→ **Prompt**:
In your answer, every line of the records should be written out exactly.

→ **Data**:

= Beginning of Section =

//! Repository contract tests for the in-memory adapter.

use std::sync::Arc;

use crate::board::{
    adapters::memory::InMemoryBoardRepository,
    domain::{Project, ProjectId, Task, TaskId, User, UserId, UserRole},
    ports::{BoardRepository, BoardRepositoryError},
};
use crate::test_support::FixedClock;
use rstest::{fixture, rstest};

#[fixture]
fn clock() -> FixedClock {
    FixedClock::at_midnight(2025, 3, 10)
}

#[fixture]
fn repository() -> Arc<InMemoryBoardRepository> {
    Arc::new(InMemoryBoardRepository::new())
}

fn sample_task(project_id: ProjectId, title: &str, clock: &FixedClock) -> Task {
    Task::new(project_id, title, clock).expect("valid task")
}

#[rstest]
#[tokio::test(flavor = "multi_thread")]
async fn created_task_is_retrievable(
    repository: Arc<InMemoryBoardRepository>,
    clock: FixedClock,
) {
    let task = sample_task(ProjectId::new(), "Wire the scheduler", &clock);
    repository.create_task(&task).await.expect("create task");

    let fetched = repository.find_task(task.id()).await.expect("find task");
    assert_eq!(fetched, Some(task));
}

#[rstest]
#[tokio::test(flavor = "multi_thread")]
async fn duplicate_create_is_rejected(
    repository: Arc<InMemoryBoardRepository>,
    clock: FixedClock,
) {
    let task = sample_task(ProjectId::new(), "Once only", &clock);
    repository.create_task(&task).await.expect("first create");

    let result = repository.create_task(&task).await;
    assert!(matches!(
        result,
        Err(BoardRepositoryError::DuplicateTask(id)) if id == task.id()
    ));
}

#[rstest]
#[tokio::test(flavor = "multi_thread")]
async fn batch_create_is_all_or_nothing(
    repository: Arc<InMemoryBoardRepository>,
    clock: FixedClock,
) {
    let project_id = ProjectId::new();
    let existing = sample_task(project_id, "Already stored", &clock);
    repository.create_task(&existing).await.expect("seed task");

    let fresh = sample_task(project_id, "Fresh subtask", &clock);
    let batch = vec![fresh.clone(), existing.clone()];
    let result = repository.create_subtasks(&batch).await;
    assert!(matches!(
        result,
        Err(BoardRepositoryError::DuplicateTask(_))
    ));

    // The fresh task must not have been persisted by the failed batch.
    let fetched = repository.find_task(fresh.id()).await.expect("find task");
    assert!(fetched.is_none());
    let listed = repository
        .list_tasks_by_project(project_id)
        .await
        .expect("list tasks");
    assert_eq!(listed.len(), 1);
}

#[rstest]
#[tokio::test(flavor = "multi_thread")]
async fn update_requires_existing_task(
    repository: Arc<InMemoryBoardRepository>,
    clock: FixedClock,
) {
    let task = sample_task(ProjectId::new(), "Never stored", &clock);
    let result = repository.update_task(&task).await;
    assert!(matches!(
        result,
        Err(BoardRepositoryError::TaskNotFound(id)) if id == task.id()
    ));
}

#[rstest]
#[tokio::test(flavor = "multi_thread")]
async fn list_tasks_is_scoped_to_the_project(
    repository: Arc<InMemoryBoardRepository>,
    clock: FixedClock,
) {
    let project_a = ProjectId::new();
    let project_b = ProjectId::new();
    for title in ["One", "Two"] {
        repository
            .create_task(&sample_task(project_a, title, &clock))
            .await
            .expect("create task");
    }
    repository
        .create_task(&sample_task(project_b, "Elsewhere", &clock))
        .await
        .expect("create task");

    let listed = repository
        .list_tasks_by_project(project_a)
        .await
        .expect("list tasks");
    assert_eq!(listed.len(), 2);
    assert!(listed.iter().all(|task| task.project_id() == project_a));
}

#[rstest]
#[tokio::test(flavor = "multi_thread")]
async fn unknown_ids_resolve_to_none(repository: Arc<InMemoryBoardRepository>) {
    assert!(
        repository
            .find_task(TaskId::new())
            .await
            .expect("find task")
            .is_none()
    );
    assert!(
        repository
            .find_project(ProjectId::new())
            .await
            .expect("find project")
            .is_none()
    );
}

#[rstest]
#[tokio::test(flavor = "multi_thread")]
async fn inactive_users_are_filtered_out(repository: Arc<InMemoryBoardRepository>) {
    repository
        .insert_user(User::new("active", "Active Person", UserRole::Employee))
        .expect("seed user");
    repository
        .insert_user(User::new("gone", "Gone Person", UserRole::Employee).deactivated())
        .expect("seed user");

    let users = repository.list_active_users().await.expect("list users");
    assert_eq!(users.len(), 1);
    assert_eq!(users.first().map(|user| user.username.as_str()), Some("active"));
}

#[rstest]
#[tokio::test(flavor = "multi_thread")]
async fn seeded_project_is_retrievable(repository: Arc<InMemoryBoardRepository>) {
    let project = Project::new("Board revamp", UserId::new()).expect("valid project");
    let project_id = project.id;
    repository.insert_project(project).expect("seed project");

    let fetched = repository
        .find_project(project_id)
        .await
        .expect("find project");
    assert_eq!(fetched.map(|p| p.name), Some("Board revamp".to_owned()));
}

= End of Section =

→ **Answer area**:
//! Repository contract tests for the in-memory adapter.

use std::sync::Arc;

use crate::board::{
    adapters::memory::InMemoryBoardRepository,
    domain::{Project, ProjectId, Task, TaskId, User, UserId, UserRole},
    ports::{BoardRepository, BoardRepositoryError},
};
use crate::test_support::FixedClock;
use rstest::{fixture, rstest};

#[fixture]
fn clock() -> FixedClock {
    FixedClock::at_midnight(2025, 3, 10)
}

#[fixture]
fn repository() -> Arc<InMemoryBoardRepository> {
    Arc::new(InMemoryBoardRepository::new())
}

fn sample_task(project_id: ProjectId, title: &str, clock: &FixedClock) -> Task {
    Task::new(project_id, title, clock).expect("valid task")
}

#[rstest]
#[tokio::test(flavor = "multi_thread")]
async fn created_task_is_retrievable(
    repository: Arc<InMemoryBoardRepository>,
    clock: FixedClock,
) {
    let task = sample_task(ProjectId::new(), "Wire the scheduler", &clock);
    repository.create_task(&task).await.expect("create task");

    let fetched = repository.find_task(task.id()).await.expect("find task");
    assert_eq!(fetched, Some(task));
}

#[rstest]
#[tokio::test(flavor = "multi_thread")]
async fn duplicate_create_is_rejected(
    repository: Arc<InMemoryBoardRepository>,
    clock: FixedClock,
) {
    let task = sample_task(ProjectId::new(), "Once only", &clock);
    repository.create_task(&task).await.expect("first create");

    let result = repository.create_task(&task).await;
    assert!(matches!(
        result,
        Err(BoardRepositoryError::DuplicateTask(id)) if id == task.id()
    ));
}

#[rstest]
#[tokio::test(flavor = "multi_thread")]
async fn batch_create_is_all_or_nothing(
    repository: Arc<InMemoryBoardRepository>,
    clock: FixedClock,
) {
    let project_id = ProjectId::new();
    let existing = sample_task(project_id, "Already stored", &clock);
    repository.create_task(&existing).await.expect("seed task");

    let fresh = sample_task(project_id, "Fresh subtask", &clock);
    let batch = vec![fresh.clone(), existing.clone()];
    let result = repository.create_subtasks(&batch).await;
    assert!(matches!(
        result,
        Err(BoardRepositoryError::DuplicateTask(_))
    ));

    // The fresh task must not have been persisted by the failed batch.
    let fetched = repository.find_task(fresh.id()).await.expect("find task");
    assert!(fetched.is_none());
    let listed = repository
        .list_tasks_by_project(project_id)
        .await
        .expect("list tasks");
    assert_eq!(listed.len(), 1);
}

#[rstest]
#[tokio::test(flavor = "multi_thread")]
async fn update_requires_existing_task(
    repository: Arc<InMemoryBoardRepository>,
    clock: FixedClock,
) {
    let task = sample_task(ProjectId::new(), "Never stored", &clock);
    let result = repository.update_task(&task).await;
    assert!(matches!(
        result,
        Err(BoardRepositoryError::TaskNotFound(id)) if id == task.id()
    ));
}

#[rstest]
#[tokio::test(flavor = "multi_thread")]
async fn list_tasks_is_scoped_to_the_project(
    repository: Arc<InMemoryBoardRepository>,
    clock: FixedClock,
) {
    let project_a = ProjectId::new();
    let project_b = ProjectId::new();
    for title in ["One", "Two"] {
        repository
            .create_task(&sample_task(project_a, title, &clock))
            .await
            .expect("create task");
    }
    repository
        .create_task(&sample_task(project_b, "Elsewhere", &clock))
        .await
        .expect("create task");

    let listed = repository
        .list_tasks_by_project(project_a)
        .await
        .expect("list tasks");
    assert_eq!(listed.len(), 2);
    assert!(listed.iter().all(|task| task.project_id() == project_a));
}

#[rstest]
#[tokio::test(flavor = "multi_thread")]
async fn unknown_ids_resolve_to_none(repository: Arc<InMemoryBoardRepository>) {
    assert!(
        repository
            .find_task(TaskId::new())
            .await
            .expect("find task")
            .is_none()
    );
    assert!(
        repository
            .find_project(ProjectId::new())
            .await
            .expect("find project")
            .is_none()
    );
}

#[rstest]
#[tokio::test(flavor = "multi_thread")]
async fn inactive_users_are_filtered_out(repository: Arc<InMemoryBoardRepository>) {
    repository
        .insert_user(User::new("active", "Active Person", UserRole::Employee))
        .expect("seed user");
    repository
        .insert_user(User::new("gone", "Gone Person", UserRole::Employee).deactivated())
        .expect("seed user");

    let users = repository.list_active_users().await.expect("list users");
    assert_eq!(users.len(), 1);
    assert_eq!(users.first().map(|user| user.username.as_str()), Some("active"));
}

#[rstest]
#[tokio::test(flavor = "multi_thread")]
async fn seeded_project_is_retrievable(repository: Arc<InMemoryBoardRepository>) {
    let project = Project::new("Board revamp", UserId::new()).expect("valid project");
    let project_id = project.id;
    repository.insert_project(project).expect("seed project");

    let fetched = repository
        .find_project(project_id)
        .await
        .expect("find project");
    assert_eq!(fetched.map(|p| p.name), Some("Board revamp".to_owned()));
}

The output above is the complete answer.